As early as 2005, Metrolink admitted
that, “fixed worktables” in Bombardier bi-level coaches “added to
injuries” in a Glendale collision that year. Of the eleven deaths in
that collision, no one knows how many died because of impact with fixed
worktables. In 2005, a Metrolink spokesperson said, "We are not going
to start ripping out the old tables tomorrow". In the 2008 Metrolink
Chatsworth collision, more than one passenger died as a result of
abdominal or thoracic impact with a fixed worktable. Despite death and
near dismemberment in Chatsworth, Metrolink never did retrofit those
coaches with safer worktables, nor did they cordon them off from
passenger use.
The
2013 purchase of 137 new Hyundai-Rotem coaches with padded, frangible
tables was supposed to solve the “killer table” problem that Metrolink
had previously swept under the rug. Despite their average of over one
million miles traveled, Metrolink did not retire all of their obsolete
Bombardier bi-level coaches. Instead, in many of their current trains,
Metrolink intersperses Bombardier coaches with incompatible
Hyundai-Rotem coaches. The Hyundai-Rotem coaches employ crash energy
management (CEM) technology, while the Bombardier coaches are inelastic
and prone to decoupling in a collision.
The
National Transportation Safety Board has not yet published its final
report regarding the February 2015 Oxnard Metrolink collision, which
took the life of Metrolink engineer Glenn Steele, and injured
twenty-eight. When it does, it is likely to find that the obsolete
Bombardier bi-level coach riding in the second position was a major
contributing factor to the decoupling and derailment of all five cars
in that train.
If Metrolink replaced “substantially all” of its obsolete Bombardier bi-level coaches, why was Metrolink passenger Marc Gerstel
riding across the Oxnard Plain in that ill-fated Metrolink train? In
the Oxnard Metrolink collision, why was he tumbled against several
“killer worktables” in a coach that should have been retired years ago?

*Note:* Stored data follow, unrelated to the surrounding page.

//! Fixed column names for each bronze category.

/// GEM listing report columns.
pub const GEM_COLUMNS: &[&str] = &[
    "source_file",
    "listing_date",
    "stock_code",
    "company",
    "offer_price",
    "subscription_ratio",
    "funds_raised",
    "shrout_at_listing",
    "mcap_at_listing",
    "industry",
    "place_of_incorporation",
    "listing_method",
    "sponsors",
    "reporting_accountant",
];

/// Main Board listing report columns. Same as GEM plus the trailing
/// offer-location marker (`(a)`, `(b)`, `(c)`).
pub const MAIN_COLUMNS: &[&str] = &[
    "source_file",
    "listing_date",
    "stock_code",
    "company",
    "offer_price",
    "subscription_ratio",
    "funds_raised",
    "shrout_at_listing",
    "mcap_at_listing",
    "industry",
    "place_of_incorporation",
    "listing_method",
    "sponsors",
    "reporting_accountant",
    "offer_location",
];

/// ISIN registry columns (after enrichment with security names).
pub const ISIN_COLUMNS: &[&str] = &[
    "source_file",
    "company",
    "isin_code",
    "stock_code",
    "stock_type",
    "place_of_incorporation",
    "national_agency",
    "hkex_co_name",
];

/// Security-name table columns.
pub const SEC_NAME_COLUMNS: &[&str] = &["stock_code", "hkex_co_name"];

pub const STOCK_TYPE_COLUMNS: &[&str] = &["stock_type", "description"];

pub const NATIONAL_AGENCY_COLUMNS: &[&str] = &["national_agency", "description"];
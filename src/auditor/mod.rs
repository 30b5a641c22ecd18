//! Auditor report text processing.
//!
//! Three passes over the downloaded auditor report PDFs:
//! - `extract`: PDF to plain text with Poppler's `pdftotext`
//! - `slice`: drop financial statement blocks, keeping the opinion sections
//! - `flags`: scan for modified-opinion wording into a CSV of dummy variables

pub mod extract;
pub mod flags;
pub mod slice;

use std::path::{Path, PathBuf};

use rusqlite::params_from_iter;
use thiserror::Error;

use crate::sink::SinkError;

pub use extract::{extract_pdfs, ExtractSummary};
pub use flags::{scan_opinions, FlagSummary};
pub use slice::{slice_all, slice_text};

/// SQLite table holding the auditor report index.
pub const AUDITOR_REPORTS_TABLE: &str = "hkex_auditor_reports";

/// Errors that can occur while processing auditor reports.
#[derive(Debug, Error)]
pub enum ExtractionError {
    #[error("External tool not found: {0}")]
    ToolNotFound(String),

    #[error("Extraction failed: {0}")]
    ExtractionFailed(String),

    #[error("Source not found: {0}")]
    SourceMissing(PathBuf),

    #[error("No text files in {0}")]
    NoInput(PathBuf),

    #[error(transparent)]
    Sink(#[from] SinkError),

    #[error("SQLite error: {0}")]
    Sqlite(#[from] rusqlite::Error),

    #[error("IO error: {0}")]
    Io(#[from] std::io::Error),
}

/// Distinct non-blank `pdf_path` values of the auditor report index,
/// optionally restricted to `stock_codes`.
pub fn pdf_list(db_path: &Path, stock_codes: &[String]) -> Result<Vec<PathBuf>, ExtractionError> {
    if !db_path.exists() {
        return Err(ExtractionError::SourceMissing(db_path.to_path_buf()));
    }
    let conn = rusqlite::Connection::open(db_path)?;

    let filter = if stock_codes.is_empty() {
        String::new()
    } else {
        format!(
            "stock_code IN ({}) AND ",
            vec!["?"; stock_codes.len()].join(",")
        )
    };
    let sql = format!(
        "SELECT DISTINCT pdf_path FROM {} WHERE {}pdf_path IS NOT NULL AND TRIM(pdf_path) != ''",
        AUDITOR_REPORTS_TABLE, filter
    );

    let mut stmt = conn.prepare(&sql)?;
    let paths = stmt
        .query_map(params_from_iter(stock_codes.iter()), |row| row.get::<_, String>(0))?
        .collect::<Result<Vec<_>, _>>()?;

    tracing::info!(
        "Found {} PDF paths in {}{}",
        paths.len(),
        AUDITOR_REPORTS_TABLE,
        if stock_codes.is_empty() {
            String::new()
        } else {
            format!(" (filtered by {} stock codes)", stock_codes.len())
        }
    );
    Ok(paths.into_iter().map(PathBuf::from).collect())
}

/// File stem of a stored path, accepting either separator.
pub(crate) fn document_stem(path: &Path) -> String {
    let name = path.to_string_lossy();
    let name = name.rsplit(['/', '\\']).next().unwrap_or_default();
    Path::new(name)
        .file_stem()
        .map(|s| s.to_string_lossy().into_owned())
        .unwrap_or_default()
}

#[cfg(test)]
pub(crate) mod tests {
    use super::*;
    use rusqlite::Connection;

    /// Seed an auditor report index with `(stock_code, pdf_path)` rows.
    pub(crate) fn seed_index(db_path: &Path, rows: &[(&str, Option<&str>)]) {
        let conn = Connection::open(db_path).unwrap();
        conn.execute(
            "CREATE TABLE hkex_auditor_reports (stock_code INTEGER, pdf_path TEXT)",
            [],
        )
        .unwrap();
        for (code, path) in rows {
            conn.execute(
                "INSERT INTO hkex_auditor_reports VALUES (?1, ?2)",
                rusqlite::params![code, path],
            )
            .unwrap();
        }
    }

    #[test]
    fn test_pdf_list_filters_blank_and_codes() {
        let dir = tempfile::tempdir().unwrap();
        let db = dir.path().join("hk.db");
        seed_index(
            &db,
            &[
                ("700", Some("pdfs/A.pdf")),
                ("700", Some("pdfs/A.pdf")),
                ("5", Some("  ")),
                ("5", None),
                ("8001", Some("pdfs/B.pdf")),
            ],
        );

        let all = pdf_list(&db, &[]).unwrap();
        assert_eq!(all.len(), 2);

        let subset = pdf_list(&db, &["8001".to_string()]).unwrap();
        assert_eq!(subset, vec![PathBuf::from("pdfs/B.pdf")]);
    }

    #[test]
    fn test_pdf_list_missing_database() {
        let dir = tempfile::tempdir().unwrap();
        assert!(matches!(
            pdf_list(&dir.path().join("none.db"), &[]),
            Err(ExtractionError::SourceMissing(_))
        ));
    }

    #[test]
    fn test_document_stem() {
        assert_eq!(document_stem(Path::new("a/b/20240320123.pdf")), "20240320123");
        assert_eq!(document_stem(Path::new("a\\b\\X.pdf")), "X");
    }
}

Apparently, in Metrolink-speak, “substantially all” is not the same as
“all”. It is time for Metrolink to go public on this issue and scrap
all Bombardier bi-level coaches still remaining in their operating
fleet.
In
early 2014, Metrolink quietly began selling off their excess fleet of
Bombardier bi-level coaches with “killer worktables” still installed.
If Metrolink-surplus Bombardier bi-level coaches should experience a
collision, unsuspecting Caltrain passengers
heading to or from Silicon City (San Francisco) may soon subject
themselves to severed bodies. Did Metrolink disclose the unsafe
worktables to Caltrain prior to purchase or did both agencies ignore
their fiduciary and legal responsibilities?
In 2012, Metrolink considered Bombardier bi-level coaches with more
than one million miles of service to be functionally obsolete. If those
coaches were obsolete in Southern California, why are they acceptable
for service in Northern California? As P.T Barnum said, "There's a sucker born every minute".